Subject to Inspection: Brooklyn Spaces and Issues
Don't Stifle Our Economic Recovery By Blaming All Real Estate Projects
Are the green shoots of economic recovery pushing through a thawing real estate market in Brooklyn? The COVID-19 pandemic all but froze up the Brooklyn commercial real estate market in 2020, but the year ended on a rebound that forecasts a stronger 2021, according to the annual Brooklyn Market Report just released by Brooklyn-focused brokerage, TerraCRG this week.
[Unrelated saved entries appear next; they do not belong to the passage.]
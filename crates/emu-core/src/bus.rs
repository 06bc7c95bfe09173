//! Address-space bus interface.

use std::collections::HashMap;

/// One of the address spaces a core can reach.
#[derive(Debug, Clone, Copy, PartialEq, Eq, Hash)]
#[cfg_attr(feature = "serde", derive(serde::Serialize, serde::Deserialize))]
pub enum AddressSpace {
    /// Instruction fetches and program-memory operands.
    Program,
    /// Data memory.
    Data,
    /// I/O ports.
    Io,
}

impl AddressSpace {
    const fn index(self) -> usize {
        match self {
            Self::Program => 0,
            Self::Data => 1,
            Self::Io => 2,
        }
    }
}

/// Memory and I/O bus interface.
///
/// Addresses are byte addresses and multi-byte values are big-endian. A core
/// with word-addressed memory shifts its word address left by one before
/// calling in, so every access lands on an even byte address.
pub trait Bus {
    /// Read a byte.
    fn read_u8(&mut self, space: AddressSpace, address: u32) -> u8;

    /// Read a 16-bit halfword.
    fn read_u16(&mut self, space: AddressSpace, address: u32) -> u16;

    /// Read a 32-bit word as two halfword accesses.
    fn read_u32(&mut self, space: AddressSpace, address: u32) -> u32 {
        let hi = self.read_u16(space, address);
        let lo = self.read_u16(space, address.wrapping_add(2));
        (u32::from(hi) << 16) | u32::from(lo)
    }

    /// Write a byte.
    fn write_u8(&mut self, space: AddressSpace, address: u32, value: u8);

    /// Write a 16-bit halfword.
    fn write_u16(&mut self, space: AddressSpace, address: u32, value: u16);

    /// Write a 32-bit word as two halfword accesses.
    fn write_u32(&mut self, space: AddressSpace, address: u32, value: u32) {
        self.write_u16(space, address, (value >> 16) as u16);
        self.write_u16(space, address.wrapping_add(2), value as u16);
    }
}

/// Sparse flat memory covering all three address spaces.
///
/// Unwritten bytes read as zero. Every read through the [`Bus`] trait is
/// counted per space, which lets a test prove an instruction was fetched
/// exactly once; the `peek_*` helpers do not count.
#[derive(Debug, Clone, Default)]
pub struct MemoryBus {
    spaces: [HashMap<u32, u8>; 3],
    reads: [usize; 3],
    writes: [usize; 3],
}

impl MemoryBus {
    /// Create an empty bus.
    #[must_use]
    pub fn new() -> Self {
        Self::default()
    }

    /// Copy a byte image into a space starting at `address`.
    pub fn load(&mut self, space: AddressSpace, address: u32, bytes: &[u8]) {
        let map = &mut self.spaces[space.index()];
        for (offset, &byte) in bytes.iter().enumerate() {
            map.insert(address.wrapping_add(offset as u32), byte);
        }
    }

    /// Copy big-endian halfwords into a space starting at byte `address`.
    pub fn load_words(&mut self, space: AddressSpace, address: u32, words: &[u16]) {
        for (i, &word) in words.iter().enumerate() {
            let at = address.wrapping_add(2 * i as u32);
            self.load(space, at, &word.to_be_bytes());
        }
    }

    /// Read a byte without counting the access.
    #[must_use]
    pub fn peek_u8(&self, space: AddressSpace, address: u32) -> u8 {
        self.spaces[space.index()]
            .get(&address)
            .copied()
            .unwrap_or(0)
    }

    /// Read a halfword without counting the access.
    #[must_use]
    pub fn peek_u16(&self, space: AddressSpace, address: u32) -> u16 {
        u16::from_be_bytes([
            self.peek_u8(space, address),
            self.peek_u8(space, address.wrapping_add(1)),
        ])
    }

    /// Read a word without counting the access.
    #[must_use]
    pub fn peek_u32(&self, space: AddressSpace, address: u32) -> u32 {
        (u32::from(self.peek_u16(space, address)) << 16)
            | u32::from(self.peek_u16(space, address.wrapping_add(2)))
    }

    /// Number of reads issued against `space` since creation.
    #[must_use]
    pub fn read_count(&self, space: AddressSpace) -> usize {
        self.reads[space.index()]
    }

    /// Number of writes issued against `space` since creation.
    #[must_use]
    pub fn write_count(&self, space: AddressSpace) -> usize {
        self.writes[space.index()]
    }

    fn poke_u8(&mut self, space: AddressSpace, address: u32, value: u8) {
        self.spaces[space.index()].insert(address, value);
    }
}

impl Bus for MemoryBus {
    fn read_u8(&mut self, space: AddressSpace, address: u32) -> u8 {
        self.reads[space.index()] += 1;
        self.peek_u8(space, address)
    }

    fn read_u16(&mut self, space: AddressSpace, address: u32) -> u16 {
        self.reads[space.index()] += 1;
        self.peek_u16(space, address)
    }

    fn write_u8(&mut self, space: AddressSpace, address: u32, value: u8) {
        self.writes[space.index()] += 1;
        self.poke_u8(space, address, value);
    }

    fn write_u16(&mut self, space: AddressSpace, address: u32, value: u16) {
        self.writes[space.index()] += 1;
        let [hi, lo] = value.to_be_bytes();
        self.poke_u8(space, address, hi);
        self.poke_u8(space, address.wrapping_add(1), lo);
    }
}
Despite the lockdown pausing business last spring, more than $4 billion dollars of commercial assets still exchanged hands, with a dollar volume and transactional volume decrease of just 22 percent and 24 percent, respectively.
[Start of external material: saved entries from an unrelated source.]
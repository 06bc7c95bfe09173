//! Interrupts, timer, IDLE, HOLD and the serial port, driven through
//! `Cpu::run` with clock budgets.

use emu_core::{AddressSpace, Cpu, CycleBudget, LineState, MemoryBus, Observable, Value};
use ti_tms32025::{CLK, Model, Tms32025, ifr, line, vector};

const NOP: u16 = 0x5500; // mar, direct

/// Place `words` at program word `address`.
fn place(bus: &mut MemoryBus, address: u16, words: &[u16]) {
    bus.load_words(AddressSpace::Program, u32::from(address) << 1, words);
}

fn setup(program: &[u16]) -> (Tms32025, MemoryBus) {
    let mut bus = MemoryBus::new();
    place(&mut bus, 0, program);
    let mut cpu = Tms32025::new(Model::Tms32025);
    cpu.reset(&mut bus);
    (cpu, bus)
}

fn run(cpu: &mut Tms32025, bus: &mut MemoryBus, clocks: i64) -> CycleBudget {
    let mut budget = CycleBudget::new(clocks);
    cpu.run(bus, &mut budget);
    budget
}

#[test]
fn lowest_request_is_serviced_first_and_only_its_bit_clears() {
    let (mut cpu, mut bus) = setup(&[0xFF80, 0x0020]); // b 0x20
    place(&mut bus, 0x20, &[0xCE00, NOP, NOP]); // eint
    place(&mut bus, vector::INT0, &[NOP]);
    cpu.poke("imr", Value::U16(0x003F)).unwrap();

    cpu.step(&mut bus);
    cpu.step(&mut bus);
    cpu.set_input_line(line::INT2, LineState::Asserted);
    cpu.set_input_line(line::INT0, LineState::Asserted);

    // Nothing is taken in the instruction after EINT.
    cpu.step(&mut bus);
    assert_eq!(cpu.regs.pc, 0x22);
    assert_eq!(cpu.regs.ifr, ifr::INT0 | ifr::INT2);

    let clocks = cpu.step(&mut bus);
    assert_eq!(clocks, 3 * CLK + CLK);
    assert_eq!(cpu.regs.pc, vector::INT0 + 1);
    assert_eq!(cpu.regs.ifr, ifr::INT2);
    assert_eq!(cpu.regs.stack[7], 0x22);
    assert!(cpu.status().intm());
}

#[test]
fn releasing_a_line_does_not_clear_its_request() {
    let (mut cpu, _) = setup(&[]);
    cpu.set_input_line(line::INT1, LineState::Asserted);
    cpu.set_input_line(line::INT1, LineState::Cleared);
    assert_eq!(cpu.regs.ifr, ifr::INT1);
}

#[test]
fn timer_underflow_reloads_and_raises_tint() {
    let (mut cpu, mut bus) = setup(&[0xFF80, 0x0000]); // b 0
    place(&mut bus, vector::TINT, &[0xFF80, vector::TINT]);
    cpu.poke("imr", Value::U16(ifr::TINT)).unwrap();
    cpu.poke("flags.intm", Value::Bool(false)).unwrap();
    cpu.poke("tim", Value::U16(5)).unwrap();
    cpu.poke("prd", Value::U16(100)).unwrap();

    let budget = run(&mut cpu, &mut bus, 40);
    assert_eq!(cpu.regs.pc, vector::TINT);
    assert_eq!(cpu.regs.stack[7], 0);
    assert_eq!(cpu.regs.ifr, 0);
    assert_eq!(cpu.query("tim"), Some(Value::U16(95)));
    assert_eq!(budget.remaining(), -4);
    assert_eq!(cpu.total_cycles(), 44);
}

#[test]
fn idle_waits_for_an_interrupt() {
    let (mut cpu, mut bus) = setup(&[0xFF80, 0x0020]); // b 0x20
    place(&mut bus, 0x20, &[0xCE1F, 0xFF80, 0x0021]); // idle; b 0x21
    place(&mut bus, vector::TINT, &[0xFF80, vector::TINT]);
    cpu.poke("imr", Value::U16(ifr::TINT)).unwrap();
    cpu.poke("tim", Value::U16(9)).unwrap();
    cpu.poke("prd", Value::U16(50)).unwrap();

    let budget = run(&mut cpu, &mut bus, 100);
    assert!(!cpu.is_idle());
    assert_eq!(cpu.regs.pc, vector::TINT);
    assert_eq!(cpu.regs.stack[7], 0x21);
    assert_eq!(budget.remaining(), 0);
}

#[test]
fn idle_with_everything_masked_burns_the_whole_budget() {
    let (mut cpu, mut bus) = setup(&[0xCE1F]); // idle
    cpu.poke("tim", Value::U16(10)).unwrap();
    let budget = run(&mut cpu, &mut bus, 1000);

    assert!(cpu.is_idle());
    assert_eq!(cpu.regs.pc, 1);
    assert_ne!(cpu.regs.ifr & ifr::TINT, 0);
    assert_eq!(budget.remaining(), 0);
    assert_eq!(cpu.total_cycles(), 1000);
    assert_eq!(bus.read_count(AddressSpace::Program), 1);
}

#[test]
fn pending_request_wakes_an_idle_core_at_run_entry() {
    let (mut cpu, mut bus) = setup(&[0xCE1F]); // idle
    place(&mut bus, vector::INT1, &[0xFF80, vector::INT1]);
    cpu.poke("imr", Value::U16(ifr::INT1)).unwrap();
    run(&mut cpu, &mut bus, 12);
    assert!(cpu.is_idle());

    cpu.set_input_line(line::INT1, LineState::Asserted);
    run(&mut cpu, &mut bus, 20);
    assert!(!cpu.is_idle());
    assert_eq!(cpu.regs.pc, vector::INT1);
    assert_eq!(cpu.regs.stack[7], 1);
}

#[test]
fn hold_in_hold_mode_stops_execution() {
    let (mut cpu, mut bus) = setup(&[NOP, NOP, NOP]);
    cpu.set_hold(LineState::Asserted);
    let budget = run(&mut cpu, &mut bus, 100);

    assert!(cpu.hold_acknowledged());
    assert_eq!(cpu.regs.pc, 0);
    assert_eq!(bus.read_count(AddressSpace::Program), 0);
    assert_eq!(budget.remaining(), 0);
    // The timer ran through the hold.
    assert_eq!(cpu.query("tim"), Some(Value::U16(0xFFFF - 25)));

    cpu.set_hold(LineState::Cleared);
    run(&mut cpu, &mut bus, 8);
    assert!(!cpu.hold_acknowledged());
    assert_eq!(cpu.regs.pc, 2);
}

#[test]
fn hold_without_hold_mode_stops_at_an_off_chip_access() {
    let (mut cpu, mut bus) = setup(&[
        0xCE38, // rhm
        0xD000, 0x1000, // lrlk ar0, 0x1000
        0x2080, // lac *
        NOP,
    ]);
    run(&mut cpu, &mut bus, 4);
    assert!(!cpu.status().hm());

    cpu.set_hold(LineState::Asserted);
    let budget = run(&mut cpu, &mut bus, 100);
    assert!(cpu.hold_acknowledged());
    assert_eq!(cpu.regs.pc, 4);
    assert_eq!(budget.remaining(), 0);
}

#[test]
fn transmit_waits_for_frame_sync_in_frame_mode() {
    let (mut cpu, mut bus) = setup(&[
        0xCE21, // stxm
        0xCA55, // lack 0x55
        0x6001, // sacl dxr
        NOP,
    ]);
    for _ in 0..3 {
        cpu.step(&mut bus);
    }
    assert_eq!(cpu.regs.ifr, 0);

    cpu.set_input_line(line::FSX, LineState::Asserted);
    assert_eq!(cpu.regs.ifr, ifr::XINT);
    cpu.set_input_line(line::FSX, LineState::Asserted);
    assert_eq!(cpu.regs.ifr, ifr::XINT);

    cpu.poke("imr", Value::U16(ifr::XINT)).unwrap();
    cpu.poke("flags.intm", Value::Bool(false)).unwrap();
    cpu.step(&mut bus);
    assert_eq!(cpu.take_serial_output(), vec![0x55]);
    assert_eq!(cpu.regs.pc, vector::XINT + 1);
    assert!(cpu.take_serial_output().is_empty());
}

#[test]
fn transmit_without_frame_mode_requests_immediately() {
    let (mut cpu, mut bus) = setup(&[
        0xCE36, // rfsm
        0xCE21, // stxm
        0x6001, // sacl dxr
    ]);
    for _ in 0..3 {
        cpu.step(&mut bus);
    }
    assert_eq!(cpu.regs.ifr, ifr::XINT);
}

#[test]
fn receive_service_latches_the_serial_input() {
    let (mut cpu, mut bus) = setup(&[NOP]);
    place(&mut bus, vector::RINT, &[NOP]);
    cpu.poke("imr", Value::U16(ifr::RINT)).unwrap();
    cpu.poke("flags.intm", Value::Bool(false)).unwrap();
    cpu.set_serial_input(0xABCD);
    cpu.set_input_line(line::RINT, LineState::Asserted);

    cpu.step(&mut bus);
    assert_eq!(cpu.query("drr"), Some(Value::U16(0xABCD)));
    assert_eq!(cpu.regs.pc, vector::RINT + 1);
}

#[test]
fn trap_vectors_through_the_stack() {
    let (mut cpu, mut bus) = setup(&[NOP, 0xCE1E]); // trap
    cpu.step(&mut bus);
    let clocks = cpu.step(&mut bus);
    assert_eq!(cpu.regs.pc, vector::TRAP);
    assert_eq!(cpu.regs.stack[7], 2);
    assert_eq!(clocks, 2 * CLK);
}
“The good news is the last quarter of the year experienced a rebound in activity, accounting for 30 percent of last year’s total dollar volume – momentum that we believe bodes well for a stronger 2021,” said Ofer Cohen, founder, and CEO of TerraCRG. “Brooklyn will continue to outpace Manhattan in the recovery. Our projections on an annualized basis forecast a 35 percent dollar volume increase by the end of 2021 to $5.5 billion.”
Among all asset classes, multifamily transactions had the highest dollar volume at $1.049 billion – down 8 percent from 2019 and yet still accounting for 25 percent of the year’s total dollar volume. Though activity across nearly all asset classes was down, residential development experienced an 18 percent increase in dollar volume to $791 million. A welcome sign for a Borough chronically suffering, even now with pandemic-related vacancies, from a housing shortage that keeps rents at unaffordable levels.